Having some understanding of how courts operate, and having the knowledge that they have not addressed the evidence on my side of the issue, it is a safe bet that the courts are in error. That a precedent driven court system flies into the ground is not surprising to me.
Again, Roe v Wade, Kelo v New London, Wickard v Fillburn, Obamacare, Planned Parenthood v Casey, and so forth tells us the court system is deeply screwed up. Why you seem to think they are infallible is beyond my understanding.
No, they must have been compromised or doing someone else's bidding or had a political axe to grind.
The Evidence indicates this is a plausible explanation.
Somebody else truncates a quote? They're a font+5 liar. You truncate a quote? "It was irrelevant." It all comes down to "reality is what I say it is."
And here you go acting like a prick again. The part Jeff Winston truncated is the part which absolutely contradicts his argument. It was the essential part of the quote. The part that brings clear understanding of the man's position.
The part I didn't bother to quote (but posted the link for) is merely further detail on what Madison had already said. It did not change the meaning of his statement, and it did not create a false understanding of his position.
And then here you come along with your transparent attempt to retaliate against me because I hammered Jeff for what he did. Your effort had nothing to do with any real point, you just wanted an excuse to pretend I had done the same thing. It was an effort by you to create a "tit for tat", because your buddy was caught red-handed twisting Bingham's words and you wanted revenge.
Sorry if I'm a pr*ck for pointing that out.

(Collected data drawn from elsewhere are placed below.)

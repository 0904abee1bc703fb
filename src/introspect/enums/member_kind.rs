use serde::{Deserialize, Serialize};

#[allow(non_camel_case_types)]
#[derive(Serialize, Deserialize, Debug, Clone, Copy, PartialEq, Eq, PartialOrd, Ord, Hash)]
pub enum MemberKind {
    module,
    function,
    class,
    method,
    variable,
    attribute,
    /// A name bound by an import; its value is the imported path.
    reexport,
}
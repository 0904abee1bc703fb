#[derive(Debug, Clone, PartialEq, Eq)]
pub enum Route {
    Index,
    Search,
    /// Page of the named module, not yet checked against the catalog.
    Module(String),
    NotFound,
}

No you're not, you're sorry that you couldn't make the accusation stick. As far as i'm concerned, the "prick" appellation is an accurate response for such an attempted deceit.

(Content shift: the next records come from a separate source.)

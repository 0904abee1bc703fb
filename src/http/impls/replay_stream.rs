use std::io;
use std::pin::Pin;
use std::task::{Context, Poll};
use tokio::io::{AsyncRead, AsyncWrite, ReadBuf};
use crate::http::structs::replay_stream::ReplayStream;

impl<S> ReplayStream<S> {
    pub fn new(prefix: Vec<u8>, inner: S) -> ReplayStream<S> {
        ReplayStream { prefix, position: 0, inner }
    }

    pub fn into_inner(self) -> S {
        self.inner
    }
}

impl<S: AsyncRead + Unpin> AsyncRead for ReplayStream<S> {
    fn poll_read(self: Pin<&mut Self>, cx: &mut Context<'_>, buf: &mut ReadBuf<'_>) -> Poll<io::Result<()>> {
        let this = self.get_mut();
        if this.position < this.prefix.len() {
            let remaining = &this.prefix[this.position..];
            let count = remaining.len().min(buf.remaining());
            buf.put_slice(&remaining[..count]);
            this.position += count;
            return Poll::Ready(Ok(()));
        }
        Pin::new(&mut this.inner).poll_read(cx, buf)
    }
}

impl<S: AsyncWrite + Unpin> AsyncWrite for ReplayStream<S> {
    fn poll_write(self: Pin<&mut Self>, cx: &mut Context<'_>, buf: &[u8]) -> Poll<io::Result<usize>> {
        Pin::new(&mut self.get_mut().inner).poll_write(cx, buf)
    }

    fn poll_flush(self: Pin<&mut Self>, cx: &mut Context<'_>) -> Poll<io::Result<()>> {
        Pin::new(&mut self.get_mut().inner).poll_flush(cx)
    }

    fn poll_shutdown(self: Pin<&mut Self>, cx: &mut Context<'_>) -> Poll<io::Result<()>> {
        Pin::new(&mut self.get_mut().inner).poll_shutdown(cx)
    }
}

No, there’s no fallacy there.
There may be a bit of euphemistic speaking, but there’s no fallacy.
When I say that you are supposedly “smarter” than all of the assembled judges of England, all of the US Supreme Court, and virtually every real legal authority in history, I largely mean that you pretend that your authority (which in reality is nonexistent) somehow trumps theirs.
The fact is, virtually every legal authority in history is against your claim. Your response to that: “Oh, that’s an argument ad numerum.”
And no, it isn’t. The combined legal expertise of every real authority in history represents the combined legal expertise of every real authority in history. It represents a massive mountain of literally thousands of years of detailed legal study, knowledge and expertise. And virtually every bit of that mountain of study, knowledge and expertise says your theory is complete and total BS.
In comparison, you and your imagined legal and historical “authority” are nothing more than a june-bug on a cow pattie.
The hilarious thing is that you pretend it’s the other way around: that all the assembled legal scholars of US history are the june-bug and you are the mountain.
It’s pretty pathetic, really.
No, it doesn't bring clear understanding, because he provided no definition of "not subject to the jurisdiction, etc."
Clarification of what he meant is to be found in his other comments, and the comments of other Representatives, including some that were made while he was in the room, which he never objected in the slightest to.
Aside from which, I had already duly quoted a statement upthread from Bingham that was PRACTICALLY VERBATIM the same as the one you called me a "liar" for not including in one particular specific post.
Aside from which, you had already produced such statements so many times (always leaving out the full context of the comments from other Representatives, and always leaving out Bingham's other words equating "born a citizen" and "natural born citizen," of course) that any reasonable person would consider those quotes had already been aired.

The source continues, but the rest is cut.